6KVM

Crystal structure of Chicken MHC Class II for 1.9 angstrom

6KVM の概要

• エントリーDOI: 10.2210/pdb6kvm/pdb
• 分子名称: MHC class II alpha chain, MHC class II beta chain 2, peptide from 60S ribosomal protein L30, ... (5 entities in total)
• 機能のキーワード: complex crystal structure mhc class ii chicken evolution, immune system
• 由来する生物種: Gallus gallus (Chicken); 詳細
• タンパク質・核酸の鎖数: 3
• 化学式量合計: 48223.58

構造登録者

Zhang, L.,Xia, C. (登録日: 2019-09-04, 公開日: 2019-12-25, 最終更新日: 2024-10-23)

主引用文献

Zhang, L.,Li, X.,Ma, L.,Zhang, B.,Meng, G.,Xia, C.
A Newly Recognized Pairing Mechanism of the alpha- and beta-Chains of the Chicken Peptide-MHC Class II Complex.
J Immunol., 204:1630-1640, 2020

PubMed Abstract: MHC class II (MHC-II) molecules play a crucial role in cellular and humoral immunity by forming peptide-MHC-II (pMHC-II) complexes.
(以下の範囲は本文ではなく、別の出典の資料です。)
impl<C: AsyncRead + AsyncWrite + Send + Unpin + 'static> Client<C> {
    /// Generic over [`Connector`] so tests can substitute an in-memory
    /// transport for real TCP.
    pub async fn with_connector(
        endpoint: ServiceEndpoint,
        service_name: impl Into<String>,
        config: ClientConfig,
        pool_config: PoolConfig,
        deps: ClientDeps,
        connector: Arc<dyn Connector<Conn = C>>,
    ) -> Result<Arc<Self>> {
        let codecs = Arc::new(CodecRegistry::with_defaults());
        let compressors = Arc::new(CompressorRegistry::with_defaults());
        let pending: Arc<DashMap<u64, PendingEntry>> = Arc::new(DashMap::new());

        let on_create = build_reader_spawn(pending.clone(), codecs.clone(), compressors.clone());
        let pool = ConnectionPool::new(endpoint, pool_config, connector, on_create);
        pool.warmup().await?;

        let semaphore = Arc::new(Semaphore::new(config.max_pending_requests.saturating_mul(2)));
        let sweeper = spawn_sweeper(
            pending.clone(),
            config.request_timeout,
            config.request_timeout_check_interval,
        );

        Ok(Arc::new(Self {
            pool,
            pending,
            codecs,
            compressors,
            config,
            semaphore,
            next_request_id: AtomicU64::new(1),
            service_name: service_name.into(),
            breaker: deps.breaker,
            trace: deps.trace,
            metrics: deps.metrics,
            retry: deps.retry,
            sweeper,
        }))
    }

    /// Full call path (spec.md §2): breaker admission, a retry loop around
    /// individual send attempts, metrics and tracing on completion.
    pub async fn call(self: &Arc<Self>, request: RpcRequest) -> Result<RpcResponse> {
        if let Some(breaker) = &self.breaker {
            breaker.admit(&self.service_name)?;
        }
        if let Some(trace) = &self.trace {
            trace.start_child_trace(&request.interface, &request.method);
        }
        let started_at = Instant::now();

        let mut attempt = 0u32;
        let result = loop {
            let outcome = self.send_once(&request).await;
            match outcome {
                Ok(response) => {
                    if let Some(breaker) = &self.breaker {
                        breaker.record_success(&self.service_name);
                    }
                    break Ok(response);
                }
                Err(err) => {
                    if let Some(breaker) = &self.breaker {
                        breaker.record_failure(&self.service_name);
                    }
                    if self.retry.should_retry(attempt, &err) {
                        tokio::time::sleep(self.retry.retry_delay(attempt)).await;
                        attempt += 1;
                        continue;
                    }
                    break Err(err);
                }
            }
        };

        if let Some(metrics) = &self.metrics {
            metrics.record(
                &self.service_name,
                &request.method,
                started_at.elapsed().as_millis() as u64,
                result.is_ok(),
            );
        }
        if let Some(trace) = &self.trace {
            match &result {
                Ok(_) => {
                    trace.finish_trace();
                }
                Err(e) => {
                    trace.finish_trace_with_error(&e.to_string());
                }
            }
        }
        result
    }

    /// One attempt: register a pending handle, acquire a connection, write
    /// the frame, release the connection immediately, await the matching
    /// response (spec.md §4.8).
    async fn send_once(&self, request: &RpcRequest) -> Result<RpcResponse> {
        let _permit = self.semaphore.acquire().await.map_err(|_| RpcError::PoolClosed)?;

        let id = self.next_request_id.fetch_add(1, Ordering::Relaxed);
        let (tx, rx) = oneshot::channel();
        self.pending.insert(
            id,
            PendingEntry {
                tx,
                enqueued_at: Instant::now(),
            },
        );

        let mut guard = match self.pool.acquire().await {
            Ok(g) => g,
            Err(e) => {
                self.pending.remove(&id);
                return Err(e);
            }
        };

        let bytes = match protocol::encode_request(
            &self.codecs,
            &self.compressors,
            self.config.codec_tag,
            self.config.compression_tag,
            id,
            request,
        )
        .await
        {
            Ok(b) => b,
            Err(e) => {
                self.pending.remove(&id);
                return Err(e);
            }
        };

        if let Err(e) = guard.connection().write_all(&bytes).await {
            guard.poison();
            self.pending.remove(&id);
            return Err(e);
        }
        drop(guard);

        match rx.await {
            Ok(result) => result,
            Err(_) => Err(RpcError::RequestTimeout),
        }
    }

    pub fn pending_count(&self) -> usize {
        self.pending.len()
    }
}

impl<C: AsyncRead + AsyncWrite + Send + Unpin + 'static> Drop for Client<C> {
    fn drop(&mut self) {
        self.sweeper.abort();
    }
}

/// Builds the pool's `on_create` hook: spawns one persistent reader task per
/// physical connection, routing inbound frames to the pending map by
/// request ID (spec.md §4.8).
fn build_reader_spawn<C: AsyncRead + AsyncWrite + Send + Unpin + 'static>(
    pending: Arc<DashMap<u64, PendingEntry>>,
    codecs: Arc<CodecRegistry>,
    compressors: Arc<CompressorRegistry>,
) -> OnConnectionCreated<C> {
    Arc::new(move |_id, read_half: ReadHalf<C>| {
        let pending = pending.clone();
        let codecs = codecs.clone();
        let compressors = compressors.clone();
        tokio::spawn(async move {
            run_reader(read_half, pending, codecs, compressors).await;
        });
    })
}

async fn run_reader<C: AsyncRead + AsyncWrite + Send + Unpin + 'static>(
    mut reader: ReadHalf<C>,
    pending: Arc<DashMap<u64, PendingEntry>>,
    codecs: Arc<CodecRegistry>,
    compressors: Arc<CompressorRegistry>,
) {
    loop {
        let frame = match protocol::read_frame(&mut reader, &compressors).await {
            Ok(frame) => frame,
            Err(_) => return,
        };
        if frame.message_type != protocol::MessageType::Response {
            warn!("client reader received a non-response frame, discarding");
            continue;
        }
        let response = match frame.decode_response(&codecs) {
            Ok(r) => r,
            Err(e) => {
                warn!("failed to decode response for request {}: {e}", frame.request_id);
                continue;
            }
        };
        match pending.remove(&frame.request_id) {
            Some((_, entry)) => {
                let _ = entry.tx.send(Ok(response));
            }
            None => debug!("response for unknown or already-completed request id {}", frame.request_id),
        }
    }
}

/// Expires pending entries older than `request_timeout`, completing each
/// with `RequestTimeout` (spec.md §4.8 "on sweep").
fn spawn_sweeper(
    pending: Arc<DashMap<u64, PendingEntry>>,
    request_timeout: Duration,
    check_interval: Duration,
) -> JoinHandle<()> {
    tokio::spawn(async move {
        let mut ticker = tokio::time::interval(check_interval);
        loop {
            ticker.tick().await;
            let now = Instant::now();
            let expired: Vec<u64> = pending
                .iter()
                .filter(|entry| now.saturating_duration_since(entry.enqueued_at) > request_timeout)
                .map(|entry| *entry.key())
                .collect();
            for id in expired {
                if let Some((_, entry)) = pending.remove(&id) {
                    let _ = entry.tx.send(Err(RpcError::RequestTimeout));
                }
            }
        }
    })
}

#[cfg(test)]
mod tests {
    use super::*;
    use async_trait::async_trait;
    use std::collections::HashMap;
    use tokio::io::DuplexStream;

    fn sample_request() -> RpcRequest {
        RpcRequest {
            interface: "com.example.Greeter".into(),
            method: "sayHello".into(),
            group: "default".into(),
            version: "1.0".into(),
            param_types: vec![],
            params: vec![serde_json::json!("world")],
            auth_token: None,
            client_address: None,
            timestamp_ms: 0,
            attributes: HashMap::new(),
        }
    }

    /// Reads requests off the server half of a loopback duplex and echoes a
    /// successful response, exercising the full frame round trip.
    struct EchoConnector;

    #[async_trait]
    impl Connector for EchoConnector {
        type Conn = DuplexStream;

        async fn connect(&self, _endpoint: &ServiceEndpoint) -> Result<DuplexStream> {
            let (client, mut server) = tokio::io::duplex(8192);
            tokio::spawn(async move {
                let codecs = CodecRegistry::with_defaults();
                let compressors = CompressorRegistry::with_defaults();
                loop {
                    let frame = match protocol::read_frame(&mut server, &compressors).await {
                        Ok(f) => f,
                        Err(_) => return,
                    };
                    let request = match frame.decode_request(&codecs) {
                        Ok(r) => r,
                        Err(_) => return,
                    };
                    let response = RpcResponse::ok(serde_json::json!({ "echo": request.method }));
                    let bytes = match protocol::encode_response(
                        &codecs,
                        &compressors,
                        frame.codec_tag,
                        frame.compression_tag,
                        frame.request_id,
                        &response,
                    )
                    .await
                    {
                        Ok(b) => b,
                        Err(_) => return,
                    };
                    if protocol::write_frame(&mut server, &bytes).await.is_err() {
                        return;
                    }
                }
            });
            Ok(client)
        }
    }

    struct SilentConnector;

    #[async_trait]
    impl Connector for SilentConnector {
        type Conn = DuplexStream;

        async fn connect(&self, _endpoint: &ServiceEndpoint) -> Result<DuplexStream> {
            let (client, _server) = tokio::io::duplex(4096);
            Ok(client)
        }
    }

    fn disabled_pool_config() -> PoolConfig {
        PoolConfig {
            enabled: false,
            ..PoolConfig::default()
        }
    }

    #[tokio::test]
    async fn call_round_trips_through_echo_server() {
        let client = Client::with_connector(
            ServiceEndpoint::new("127.0.0.1", 9100),
            "echo-service",
            ClientConfig::default(),
            disabled_pool_config(),
            ClientDeps::default(),
            Arc::new(EchoConnector),
        )
        .await
        .unwrap();

        let response = client.call(sample_request()).await.unwrap();
        assert!(response.is_success());
        assert_eq!(client.pending_count(), 0);
    }

    #[tokio::test]
    async fn concurrent_calls_are_correlated_independently() {
        let client = Client::with_connector(
            ServiceEndpoint::new("127.0.0.1", 9101),
            "echo-service",
            ClientConfig::default(),
            PoolConfig {
                max_per_endpoint: 4,
                enabled: false,
                ..PoolConfig::default()
            },
            ClientDeps::default(),
            Arc::new(EchoConnector),
        )
        .await
        .unwrap();

        let mut handles = Vec::new();
        for _ in 0..10 {
            let client = client.clone();
            handles.push(tokio::spawn(async move { client.call(sample_request()).await }));
        }
        for handle in handles {
            assert!(handle.await.unwrap().unwrap().is_success());
        }
    }

    #[tokio::test(start_paused = true)]
    async fn timeout_reclaims_pending_entry_when_peer_never_replies() {
        let config = ClientConfig {
            request_timeout: Duration::from_millis(50),
            request_timeout_check_interval: Duration::from_millis(20),
            ..ClientConfig::default()
        };
        let client = Client::with_connector(
            ServiceEndpoint::new("127.0.0.1", 9102),
            "silent-service",
            config,
            disabled_pool_config(),
            ClientDeps::default(),
            Arc::new(SilentConnector),
        )
        .await
        .unwrap();

        let call_client = client.clone();
        let handle = tokio::spawn(async move { call_client.call(sample_request()).await });
        tokio::time::advance(Duration::from_millis(200)).await;
        let err = handle.await.unwrap().unwrap_err();
        assert!(matches!(err, RpcError::RequestTimeout));
        assert_eq!(client.pending_count(), 0);
    }
}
The three-dimensional structures of pMHC-II complexes have been well resolved in humans and mice. However, there is no structural information for pMHC-II complexes in nonmammals. In chickens, there are two closely related and highly polymorphic β-chains and one monomorphic α-chain, and the mechanism by which one monomorphic α-chain combines with two polymorphic β-chains to form a functional heterodimer remains unknown. In this study, we report the crystal structure of a chicken pMHC-II complex (pBL2*019:01) at 1.9-Å resolution as the first nonmammalian structure of a pMHC-II complex. The structure reveals an increase in hydrogen bonding between the α and β main chains at the central interface that is introduced by the insertion of four residues in the α-chain. The residues in the β-chain that form hydrogen bonds with the α-chain are conserved among all β alleles. These structural characteristics explain the phenomenon of only one allele without sequence variation pairing with highly diverse alleles from two loci in the genome. Additionally, the characteristics of the peptide in the peptide-binding groove were confirmed. These results provide a new understanding of the pairing mechanism of the α- and β-chains in a pMHC-II complex and establish a structural principle to design epitope-related vaccines for the prevention of chicken diseases.

PubMed: 32034060
DOI: 10.4049/jimmunol.1901305

実験手法

X-RAY DIFFRACTION (1.897 Å)